Nippon Professional Baseball team in the Pacific League

The Saitama Seibu Lions (埼玉西武ライオンズ, Saitama Seibu Raionzu) are a professional baseball team in Japan's Pacific League based north of Tokyo in Tokorozawa, Saitama Prefecture. Before 1979, they were based in Fukuoka, Fukuoka Prefecture, in Kyushu. The team is owned by a subsidiary of Seibu Railway, which in turn is owned by the Seibu Holdings. The team experienced a recent period of financial difficulty, but the situation brightened when the team received a record ¥6 billion (about $51.11 million) posting fee from the Boston Red Sox for the right to negotiate a contract with Daisuke Matsuzaka. Between 1978 and 2008, the team logo and mascot were based on the adult version of Kimba the White Lion, a classic Japanese anime and manga series by Osamu Tezuka. (Note: Although many fans, team officials, and members of the press consider the mascot to be a variation of Kimba, Tezuka has stated that it is based on Panja (Caesar), the father of Kimba.) (Note: The Lions adopted a new mascot for the 2009 season.) In 2004, former Seibu Lions player Kazuo Matsui became the first Japanese infielder to play in Major League Baseball.

==Franchise history==
===Nishitetsu Clippers (1950)===
In 1950, the team became a founding member of the Pacific League. It was then owned by a private railroad company Nishi-Nippon Railroad, well known as "Nishitetsu", which was based in Fukuoka in Kyushu, the western area of Japan (Nishi-Nippon). The Clippers name was chosen as Nishitetsu was in charge of Pan American Airlines' Japanese operations (back then, Pan Am's jets were known as "Clippers" due to them being aeronautical Boeing 314 Clipper). The team finished sixth that year, and at the end of the season, Nishitetsu was merged with another professional baseball club in Fukuoka, the Nishi-Nippon Pirates, which belonged to the Central League and managed by a local newspaper company the Nishinippon Shimbun. The new club was to form the Nishitetsu Lions (西鉄ライオンズ, Nishitetsu Raionzu). Thus the Lions name was adopted and has been retained up to today as the name of the franchise.
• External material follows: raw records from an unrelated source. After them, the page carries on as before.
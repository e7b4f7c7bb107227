use serde::Serialize;

use super::config::SolverConfig;
use super::shares::ShareMatrix;

/// Strength of the evidence that placed a channel in the calibration order.
#[derive(Debug, Clone, Copy, PartialEq, Eq, Serialize)]
#[serde(rename_all = "snake_case")]
pub enum Evidence {
    /// Share reached the dominance threshold.
    Solo,
    /// Share reached the support threshold.
    Support,
    /// Share only exceeded the minimum share.
    Trace,
    /// No qualifying step anywhere; sorted last.
    Absent,
}

/// One channel's position in the calibration order.
#[derive(Debug, Clone, PartialEq, Serialize)]
pub struct ScanEntry {
    /// Channel index into the [`ShareMatrix`].
    pub channel: usize,
    /// First qualifying step, `None` when the channel never qualified.
    pub step: Option<usize>,
    pub evidence: Evidence,
}

impl ScanEntry {
    /// Sort key: the found step, or one past any real step.
    fn key(&self, steps: usize) -> usize {
        self.step.unwrap_or(steps + 1)
    }
}

/// Order active channels by where they first show up in the tone scale.
///
/// Each channel is scanned over steps carrying density (`delta > epsilon`) in
/// three passes of falling strictness: solo, support, then trace share.  The
/// sort is stable, so channels with the same first step keep input order.
pub fn calibration_order(
    active: &[usize],
    shares: &ShareMatrix,
    deltas: &[f64],
    config: &SolverConfig,
) -> Vec<ScanEntry> {
    let mut entries: Vec<ScanEntry> = active
        .iter()
        .map(|&channel| scan_channel(channel, shares, deltas, config))
        .collect();

    entries.sort_by_key(|e| e.key(deltas.len()));

    log::debug!(
        "calibration order: {:?}",
        entries
            .iter()
            .map(|e| (shares.name(e.channel), e.step, e.evidence))
            .collect::<Vec<_>>()
    );
    entries
}

fn scan_channel(channel: usize, shares: &ShareMatrix, deltas: &[f64], config: &SolverConfig) -> ScanEntry {
    let row = shares.row(channel);
    let first_where = |pred: &dyn Fn(f64) -> bool| {
        deltas
            .iter()
            .zip(row)
            .position(|(&delta, &share)| delta > config.epsilon && pred(share))
    };

    first_where(&|s: f64| s >= config.dominance_threshold)
        .map(|step| (step, Evidence::Solo))
        .or_else(|| first_where(&|s: f64| s >= config.support_threshold).map(|step| (step, Evidence::Support)))
        .or_else(|| first_where(&|s: f64| s > config.min_share_threshold).map(|step| (step, Evidence::Trace)))
        .map_or(
            ScanEntry {
                channel,
                step: None,
                evidence: Evidence::Absent,
            },
            |(step, evidence)| ScanEntry {
                channel,
                step: Some(step),
                evidence,
            },
        )
}

#[cfg(test)]
mod tests {
    use super::*;

    fn matrix(rows: Vec<Vec<f64>>) -> ShareMatrix {
        let names = (0..rows.len()).map(|i| format!("ch{i}")).collect();
        ShareMatrix::from_rows(names, rows)
    }

    #[test]
    fn solo_evidence_wins_over_earlier_support() {
        let shares = matrix(vec![
            vec![0.0, 0.3, 0.3, 0.95],
            vec![0.0, 0.7, 0.7, 0.05],
        ]);
        let deltas = [0.0, 1.0, 1.0, 1.0];
        let order = calibration_order(&[0, 1], &shares, &deltas, &SolverConfig::default());
        // ch0 solo at 3, ch1 only support at 1 → ch1 sorts first
        assert_eq!(order[0], ScanEntry { channel: 1, step: Some(1), evidence: Evidence::Support });
        assert_eq!(order[1], ScanEntry { channel: 0, step: Some(3), evidence: Evidence::Solo });
    }

    #[test]
    fn steps_without_density_are_ignored() {
        let shares = matrix(vec![vec![1.0, 1.0, 0.5]]);
        let deltas = [0.0, 0.0, 2.0];
        let order = calibration_order(&[0], &shares, &deltas, &SolverConfig::default());
        assert_eq!(order[0].step, Some(2));
        assert_eq!(order[0].evidence, Evidence::Support);
    }

    #[test]
    fn trace_and_missing_evidence() {
        let shares = matrix(vec![
            vec![0.0, 0.0, 0.0],
            vec![0.0, 0.05, 0.0],
            vec![0.0, 0.95, 1.0],
        ]);
        let deltas = [0.0, 1.0, 1.0];
        let order = calibration_order(&[0, 1, 2], &shares, &deltas, &SolverConfig::default());
        let summary: Vec<_> = order.iter().map(|e| (e.channel, e.evidence)).collect();
        assert_eq!(
            summary,
            vec![(1, Evidence::Trace), (2, Evidence::Solo), (0, Evidence::Absent)]
        );
    }

    #[test]
    fn ties_keep_input_order() {
        let shares = matrix(vec![vec![0.0, 0.5], vec![0.0, 0.5]]);
        let deltas = [0.0, 1.0];
        let order = calibration_order(&[1, 0], &shares, &deltas, &SolverConfig::default());
        assert_eq!(order.iter().map(|e| e.channel).collect::<Vec<_>>(), vec![1, 0]);
    }

    #[test]
    fn inactive_channels_are_not_scanned() {
        let shares = matrix(vec![vec![0.0, 1.0], vec![0.0, 0.0]]);
        let order = calibration_order(&[1], &shares, &[0.0, 1.0], &SolverConfig::default());
        assert_eq!(order.len(), 1);
        assert_eq!(order[0].channel, 1);
    }
}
===Nishitetsu Lions (1951–1972)===
The Nishitetsu Lions called Heiwadai Stadium home for their entire existence. They were one of the most dominant teams in the Pacific League during the 1950s, winning four pennants, including three straight Japan Series against the Yomiuri Giants behind famed manager Osamu Mihara; their last championship in Fukuoka came in 1958; after which Mihara left for the Taiyo Whales and led them to a Japan Series championshiōōp over the Daimai Orions in 1960.

The team struggled through the following decade and did not witness much success on the field. In 1969, outfielder Carl Boles exposed the Black Mist Scandal, a match-fixing incident after he discovered players were taking bribes from the yakuza, which resulted in four Lions pitchers being banned from NPB for life, as well as other players receiving lesser punishments. These losses decimated the team which the team would not recover from for the rest of their time in Fukuoka, which finished the 1970 season in last place.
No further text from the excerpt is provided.